● INFORMATION SUPPLIED:
====================

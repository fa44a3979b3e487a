//! Detail sub-elements shared by several families.

use roxmltree::Node;

use crate::codec::xml::{attr_parse, attr_string, child, XmlWriter};

/// `<contact>`: who sent or owns the event.
#[derive(Debug, Clone, PartialEq, Eq, Default)]
pub struct Contact {
    /// Display name.
    pub callsign: String,
    /// Reachability endpoint, e.g. `192.168.1.10:4242:tcp` or `*:-1:stcp`.
    pub endpoint: Option<String>,
    /// Phone number.
    pub phone: Option<String>,
}

impl Contact {
    /// Contact with only a callsign.
    pub fn new(callsign: impl Into<String>) -> Self {
        Self {
            callsign: callsign.into(),
            endpoint: None,
            phone: None,
        }
    }

    pub(crate) fn decode(detail: Node<'_, '_>) -> Option<Self> {
        let node = child(detail, "contact")?;
        Some(Self {
            callsign: attr_string(node, "callsign")?,
            endpoint: attr_string(node, "endpoint"),
            phone: attr_string(node, "phone"),
        })
    }

    pub(crate) fn write(&self, w: &mut XmlWriter) {
        w.start("contact")
            .attr_opt("endpoint", self.endpoint.as_deref())
            .attr_opt("phone", self.phone.as_deref())
            .attr("callsign", &self.callsign)
            .close();
    }
}

/// `<__group>`: team colour and role.
#[derive(Debug, Clone, PartialEq, Eq)]
pub struct Group {
    /// Team name, e.g. `Cyan`.
    pub name: String,
    /// Role, e.g. `Team Member`.
    pub role: String,
}

impl Group {
    /// Create a group.
    pub fn new(name: impl Into<String>, role: impl Into<String>) -> Self {
        Self {
            name: name.into(),
            role: role.into(),
        }
    }

    pub(crate) fn decode(detail: Node<'_, '_>) -> Option<Self> {
        let node = child(detail, "__group")?;
        Some(Self {
            name: attr_string(node, "name")?,
            role: attr_string(node, "role").unwrap_or_default(),
        })
    }

    pub(crate) fn write(&self, w: &mut XmlWriter) {
        w.start("__group")
            .attr("name", &self.name)
            .attr("role", &self.role)
            .close();
    }
}

/// `<track>`: kinematics.
#[derive(Debug, Clone, Copy, PartialEq)]
pub struct Track {
    /// Course over ground in degrees true.
    pub course: f64,
    /// Speed in metres per second.
    pub speed: f64,
}

impl Track {
    pub(crate) fn decode(detail: Node<'_, '_>) -> Option<Self> {
        let node = child(detail, "track")?;
        Some(Self {
            course: attr_parse(node, "course")?,
            speed: attr_parse(node, "speed")?,
        })
    }

    pub(crate) fn write(&self, w: &mut XmlWriter) {
        w.start("track")
            .attr("course", self.course)
            .attr("speed", self.speed)
            .close();
    }
}

/// `<status>`: device status.
#[derive(Debug, Clone, Copy, PartialEq, Eq)]
pub struct Status {
    /// Battery percentage.
    pub battery: u8,
}

impl Status {
    pub(crate) fn decode(detail: Node<'_, '_>) -> Option<Self> {
        let node = child(detail, "status")?;
        Some(Self {
            battery: attr_parse(node, "battery")?,
        })
    }

    pub(crate) fn write(&self, w: &mut XmlWriter) {
        w.start("status").attr("battery", self.battery).close();
    }
}

/// `<takv>`: sending software and platform.
#[derive(Debug, Clone, PartialEq, Eq, Default)]
pub struct Takv {
    /// Device model.
    pub device: String,
    /// Client product, e.g. `ATAK-CIV`.
    pub platform: String,
    /// Operating system.
    pub os: String,
    /// Client version.
    pub version: String,
}

impl Takv {
    pub(crate) fn decode(detail: Node<'_, '_>) -> Option<Self> {
        let node = child(detail, "takv")?;
        Some(Self {
            device: attr_string(node, "device").unwrap_or_default(),
            platform: attr_string(node, "platform").unwrap_or_default(),
            os: attr_string(node, "os").unwrap_or_default(),
            version: attr_string(node, "version").unwrap_or_default(),
        })
    }

    pub(crate) fn write(&self, w: &mut XmlWriter) {
        w.start("takv")
            .attr("device", &self.device)
            .attr("platform", &self.platform)
            .attr("os", &self.os)
            .attr("version", &self.version)
            .close();
    }
}

/// `<link>`: relation to another event, usually the parent (`p-p`).
#[derive(Debug, Clone, PartialEq, Eq)]
pub struct Link {
    /// Uid of the linked event.
    pub uid: String,
    /// Type tag of the linked event.
    pub type_tag: String,
    /// Relation code.
    pub relation: String,
}

impl Link {
    /// Parent link (`relation="p-p"`).
    pub fn parent(uid: impl Into<String>, type_tag: impl Into<String>) -> Self {
        Self {
            uid: uid.into(),
            type_tag: type_tag.into(),
            relation: "p-p".to_string(),
        }
    }

    pub(crate) fn decode(detail: Node<'_, '_>) -> Option<Self> {
        let node = child(detail, "link")?;
        Some(Self {
            uid: attr_string(node, "uid")?,
            type_tag: attr_string(node, "type").unwrap_or_default(),
            relation: attr_string(node, "relation").unwrap_or_default(),
        })
    }

    pub(crate) fn write(&self, w: &mut XmlWriter) {
        w.start("link")
            .attr("uid", &self.uid)
            .attr("type", &self.type_tag)
            .attr("relation", &self.relation)
            .close();
    }
}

====================

● WHAT IS EXPECTED:
All of the records above are to be copied exactly.

● WRITTEN ANSWER:
repository fa44a3979b3e487a
//! Detail sub-elements shared by several families.

use roxmltree::Node;

use crate::codec::xml::{attr_parse, attr_string, child, XmlWriter};

/// `<contact>`: who sent or owns the event.
#[derive(Debug, Clone, PartialEq, Eq, Default)]
pub struct Contact {
    /// Display name.
    pub callsign: String,
    /// Reachability endpoint, e.g. `192.168.1.10:4242:tcp` or `*:-1:stcp`.
    pub endpoint: Option<String>,
    /// Phone number.
    pub phone: Option<String>,
}

impl Contact {
    /// Contact with only a callsign.
    pub fn new(callsign: impl Into<String>) -> Self {
        Self {
            callsign: callsign.into(),
            endpoint: None,
            phone: None,
        }
    }

    pub(crate) fn decode(detail: Node<'_, '_>) -> Option<Self> {
        let node = child(detail, "contact")?;
        Some(Self {
            callsign: attr_string(node, "callsign")?,
            endpoint: attr_string(node, "endpoint"),
            phone: attr_string(node, "phone"),
        })
    }

    pub(crate) fn write(&self, w: &mut XmlWriter) {
        w.start("contact")
            .attr_opt("endpoint", self.endpoint.as_deref())
            .attr_opt("phone", self.phone.as_deref())
            .attr("callsign", &self.callsign)
            .close();
    }
}

/// `<__group>`: team colour and role.
#[derive(Debug, Clone, PartialEq, Eq)]
pub struct Group {
    /// Team name, e.g. `Cyan`.
    pub name: String,
    /// Role, e.g. `Team Member`.
    pub role: String,
}

impl Group {
    /// Create a group.
    pub fn new(name: impl Into<String>, role: impl Into<String>) -> Self {
        Self {
            name: name.into(),
            role: role.into(),
        }
    }

    pub(crate) fn decode(detail: Node<'_, '_>) -> Option<Self> {
        let node = child(detail, "__group")?;
        Some(Self {
            name: attr_string(node, "name")?,
            role: attr_string(node, "role").unwrap_or_default(),
        })
    }

    pub(crate) fn write(&self, w: &mut XmlWriter) {
        w.start("__group")
            .attr("name", &self.name)
            .attr("role", &self.role)
            .close();
    }
}

/// `<track>`: kinematics.
#[derive(Debug, Clone, Copy, PartialEq)]
pub struct Track {
    /// Course over ground in degrees true.
    pub course: f64,
    /// Speed in metres per second.
    pub speed: f64,
}

impl Track {
    pub(crate) fn decode(detail: Node<'_, '_>) -> Option<Self> {
        let node = child(detail, "track")?;
        Some(Self {
            course: attr_parse(node, "course")?,
            speed: attr_parse(node, "speed")?,
        })
    }

    pub(crate) fn write(&self, w: &mut XmlWriter) {
        w.start("track")
            .attr("course", self.course)
            .attr("speed", self.speed)
            .close();
    }
}

/// `<status>`: device status.
#[derive(Debug, Clone, Copy, PartialEq, Eq)]
pub struct Status {
    /// Battery percentage.
    pub battery: u8,
}

impl Status {
    pub(crate) fn decode(detail: Node<'_, '_>) -> Option<Self> {
        let node = child(detail, "status")?;
        Some(Self {
            battery: attr_parse(node, "battery")?,
        })
    }

    pub(crate) fn write(&self, w: &mut XmlWriter) {
        w.start("status").attr("battery", self.battery).close();
    }
}

/// `<takv>`: sending software and platform.
#[derive(Debug, Clone, PartialEq, Eq, Default)]
pub struct Takv {
    /// Device model.
    pub device: String,
    /// Client product, e.g. `ATAK-CIV`.
    pub platform: String,
    /// Operating system.
    pub os: String,
    /// Client version.
    pub version: String,
}

impl Takv {
    pub(crate) fn decode(detail: Node<'_, '_>) -> Option<Self> {
        let node = child(detail, "takv")?;
        Some(Self {
            device: attr_string(node, "device").unwrap_or_default(),
            platform: attr_string(node, "platform").unwrap_or_default(),
            os: attr_string(node, "os").unwrap_or_default(),
            version: attr_string(node, "version").unwrap_or_default(),
        })
    }

    pub(crate) fn write(&self, w: &mut XmlWriter) {
        w.start("takv")
            .attr("device", &self.device)
            .attr("platform", &self.platform)
            .attr("os", &self.os)
            .attr("version", &self.version)
            .close();
    }
}

/// `<link>`: relation to another event, usually the parent (`p-p`).
#[derive(Debug, Clone, PartialEq, Eq)]
pub struct Link {
    /// Uid of the linked event.
    pub uid: String,
    /// Type tag of the linked event.
    pub type_tag: String,
    /// Relation code.
    pub relation: String,
}

impl Link {
    /// Parent link (`relation="p-p"`).
    pub fn parent(uid: impl Into<String>, type_tag: impl Into<String>) -> Self {
        Self {
            uid: uid.into(),
            type_tag: type_tag.into(),
            relation: "p-p".to_string(),
        }
    }

    pub(crate) fn decode(detail: Node<'_, '_>) -> Option<Self> {
        let node = child(detail, "link")?;
        Some(Self {
            uid: attr_string(node, "uid")?,
            type_tag: attr_string(node, "type").unwrap_or_default(),
            relation: attr_string(node, "relation").unwrap_or_default(),
        })
    }

    pub(crate) fn write(&self, w: &mut XmlWriter) {
        w.start("link")
            .attr("uid", &self.uid)
            .attr("type", &self.type_tag)
            .attr("relation", &self.relation)
            .close();
    }
}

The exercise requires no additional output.